Eradicating zoo culture, a far-fetched thought? | By Mehr Jan


Eradicating zoo culture, a far-fetched thought?

THE news of a rare white lion reportedly passing away in Karachi Zoo due to pneumonia complications has been making the rounds. But it isn’t so much the death but the kind of conditions the majestic and rare beast was being kept in which is generating buzz.

A team of veterinarians have suggested that the lion’s lungs failed upon him, deteriorating his condition.

However, looking into how zoos in Pakistan have always been under the radar for their sheer negligence, losing their animals due to horrible living conditions, it hardly comes as a surprise that this happened.

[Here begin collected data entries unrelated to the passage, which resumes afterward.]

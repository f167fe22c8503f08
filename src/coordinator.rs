//! Runs a producer and a consumer against a shared register file.
//!
//! # Termination
//!
//! A run stops as soon as either
//!
//! * the producer has issued all of its transactions **and** the grace period
//!   has elapsed since it did, or
//! * the hard deadline, counted from the start of the run, is reached.
//!
//! The producer is always stopped and joined before the consumer is stopped.
//! Once the producer is gone nothing more can be put into the mailbox, so
//! whatever the consumer finds queued when it stops is exactly what was
//! dropped.
//!
//! Each run gets its own zeroed register file and mailbox. Nothing carries
//! over from one run to the next.
use std::marker::PhantomData;
use std::sync::Arc;

use tokio::time::sleep;
use tracing::{info, warn};

use crate::config::Config;
use crate::consumer::Consumer;
use crate::error::{ConfigError, RunError};
use crate::mailbox::mailbox;
use crate::producer::{Producer, RandomTransactions};
use crate::register::{MutexRegister, Register};
use crate::register_file::RegisterFile;
use crate::stop;
use crate::summary::{Summary, Termination};
use crate::transaction::Transaction;

pub struct Coordinator<R: Register = MutexRegister> {
    config: Config,
    backend: PhantomData<fn() -> R>,
}

impl Coordinator<MutexRegister> {
    /// Creates a coordinator whose register file is locked per register.
    pub fn new(config: Config) -> Result<Self, ConfigError> {
        Self::with_backend(config)
    }
}

impl<R: Register + 'static> Coordinator<R> {
    /// Creates a coordinator whose register files are made of `R`s.
    pub fn with_backend(config: Config) -> Result<Self, ConfigError> {
        config.validate()?;
        Ok(Self {
            config,
            backend: PhantomData,
        })
    }

    /// Runs a producer that issues `transaction_count` random transactions.
    pub async fn run(&self) -> Result<Summary, RunError> {
        let seed = self.config.seed.unwrap_or_else(rand::random);
        info!(seed, "generating random transactions");
        let transactions = RandomTransactions::new(self.config.width, self.config.depth, seed);
        self.execute(transactions, self.config.transaction_count).await
    }

    /// Runs a producer that issues exactly the transactions in `script`, in
    /// order.
    ///
    /// Unlike generated transactions, scripted ones may name invalid
    /// addresses.
    pub async fn run_script(&self, script: Vec<Transaction>) -> Result<Summary, RunError> {
        let count = script.len();
        self.execute(script.into_iter(), count).await
    }

    async fn execute<I>(&self, transactions: I, count: usize) -> Result<Summary, RunError>
    where
        I: Iterator<Item = Transaction> + Send + 'static,
    {
        let registers = Arc::new(RegisterFile::<R>::with_backend(
            self.config.width,
            self.config.depth,
        )?);
        let deadline = sleep(self.config.deadline());
        tokio::pin!(deadline);

        let (outbox, inbox) = mailbox(self.config.capacity());
        let (stop_producer, producer_signal) = stop::signal();
        let (stop_consumer, consumer_signal) = stop::signal();

        let producer = Producer::new(
            registers.clone(),
            outbox,
            transactions,
            count,
            self.config.producer_pacing(),
            producer_signal,
        );
        let consumer = Consumer::new(
            registers.clone(),
            inbox,
            self.config.consumer_pacing(),
            consumer_signal,
        );

        let mut producer = tokio::spawn(producer.run());
        let consumer = tokio::spawn(consumer.run());

        let (producer_report, termination) = tokio::select! {
            report = &mut producer => {
                let report = report?;
                tokio::select! {
                    _ = sleep(self.config.grace()) => (report, Termination::GraceElapsed),
                    _ = &mut deadline => (report, Termination::Deadline),
                }
            }
            _ = &mut deadline => {
                warn!("deadline reached before the producer finished");
                stop_producer.stop();
                (producer.await?, Termination::Deadline)
            }
        };

        info!(?termination, "stopping consumer");
        stop_consumer.stop();
        let consumer_report = consumer.await?;

        let summary = Summary::new(
            producer_report,
            consumer_report,
            registers.snapshot(),
            termination,
        );
        info!("{summary}");
        for failure in summary.failures() {
            warn!(%failure, "verification failed");
        }
        Ok(summary)
    }
}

The tragic incident shines the spotlight on the country’s continuous failure in ensuring animal basic rights when creating such enclosures for public entertainment.

Global concern and public scrutiny have been on the rise and looking into the media coverage the neglected elephant Kaavan received last year, which was being held in the now shut down Islamabad (Marghazar) Zoo as he found his new home in Cambodia, it seemed the stories of animals in distress will die down for a while.

Yet, here we are again. Officials at the World-Wide Fund for Nature-Pakistan state Pakistan’s Zoos are not kept as per the international standards set by the European Association of Zoos and Aquaria (EAZA) and the World Association of Zoos and Aquarium (WAZA).

The report specified cages are not designed as prescribed; the feed is not nutritious and the medical facilities not up to the mark.

All the major cities of Pakistan have zoos as part of their public entertainment venues and for years, these zoos have been losing rare animals including ostriches, lion cubs, even nilgai, bears and leopards.

Records suggest more than 30 animals have died in the Peshawar Zoo alone since it was inaugurated in February 2018.

The statistics are alarming and highlight at what price such amusement is being brought to the masses?
It is high time the competent administrators stop turning a blind eye towards the implementation of quality measures in their operations.

The Zoo Advisory Committee on Animal Healthcare in the Capital Development Authority’s Environment Wing needs to emphasize the groundwork to be laid, to ensure civil and just conditions are given to animals kept at zoos.

However, reflecting upon our history of inefficiencies, ensuring the perfect equation to adapting recreational habitats with healthy and thriving animals is highly unlikely to be attained. But it needs to start somewhere.

Pakistan- a third world country offers its limited podiums of leisure activities and affirming how the public loves the up-close and personal experience with animals, while eradicating zoo cultures completely may seem impossible, here’s hoping small steps will be efficiently adapted to ensure quality measures for ‘humane’ animal confinements.

—The writer is contributing columnist, based in Islamabad.